▸ **WHAT IS EXPECTED**:
The answer must consist of the records, repeated exactly.
=== EXERCISE DATA ===
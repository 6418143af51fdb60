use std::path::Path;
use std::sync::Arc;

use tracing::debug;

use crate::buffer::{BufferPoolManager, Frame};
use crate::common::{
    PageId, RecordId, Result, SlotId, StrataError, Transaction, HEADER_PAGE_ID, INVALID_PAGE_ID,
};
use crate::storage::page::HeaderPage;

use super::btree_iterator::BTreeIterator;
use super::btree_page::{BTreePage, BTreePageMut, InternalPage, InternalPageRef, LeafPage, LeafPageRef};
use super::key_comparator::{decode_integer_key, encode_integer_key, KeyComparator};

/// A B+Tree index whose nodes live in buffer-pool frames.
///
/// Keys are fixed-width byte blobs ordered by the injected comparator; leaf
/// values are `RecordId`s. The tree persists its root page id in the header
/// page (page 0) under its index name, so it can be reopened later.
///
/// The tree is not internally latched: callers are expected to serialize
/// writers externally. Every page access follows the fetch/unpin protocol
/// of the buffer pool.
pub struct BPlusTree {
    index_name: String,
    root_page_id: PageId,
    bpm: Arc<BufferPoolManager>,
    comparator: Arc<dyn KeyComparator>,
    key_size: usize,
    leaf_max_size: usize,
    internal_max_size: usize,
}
===
▸ **RESULT FOR THIS EXERCISE**:
repository 6418143af51fdb60
use std::path::Path;
use std::sync::Arc;

use tracing::debug;

use crate::buffer::{BufferPoolManager, Frame};
use crate::common::{
    PageId, RecordId, Result, SlotId, StrataError, Transaction, HEADER_PAGE_ID, INVALID_PAGE_ID,
};
use crate::storage::page::HeaderPage;

use super::btree_iterator::BTreeIterator;
use super::btree_page::{BTreePage, BTreePageMut, InternalPage, InternalPageRef, LeafPage, LeafPageRef};
use super::key_comparator::{decode_integer_key, encode_integer_key, KeyComparator};

/// A B+Tree index whose nodes live in buffer-pool frames.
///
/// Keys are fixed-width byte blobs ordered by the injected comparator; leaf
/// values are `RecordId`s. The tree persists its root page id in the header
/// page (page 0) under its index name, so it can be reopened later.
///
/// The tree is not internally latched: callers are expected to serialize
/// writers externally. Every page access follows the fetch/unpin protocol
/// of the buffer pool.
pub struct BPlusTree {
    index_name: String,
    root_page_id: PageId,
    bpm: Arc<BufferPoolManager>,
    comparator: Arc<dyn KeyComparator>,
    key_size: usize,
    leaf_max_size: usize,
    internal_max_size: usize,
}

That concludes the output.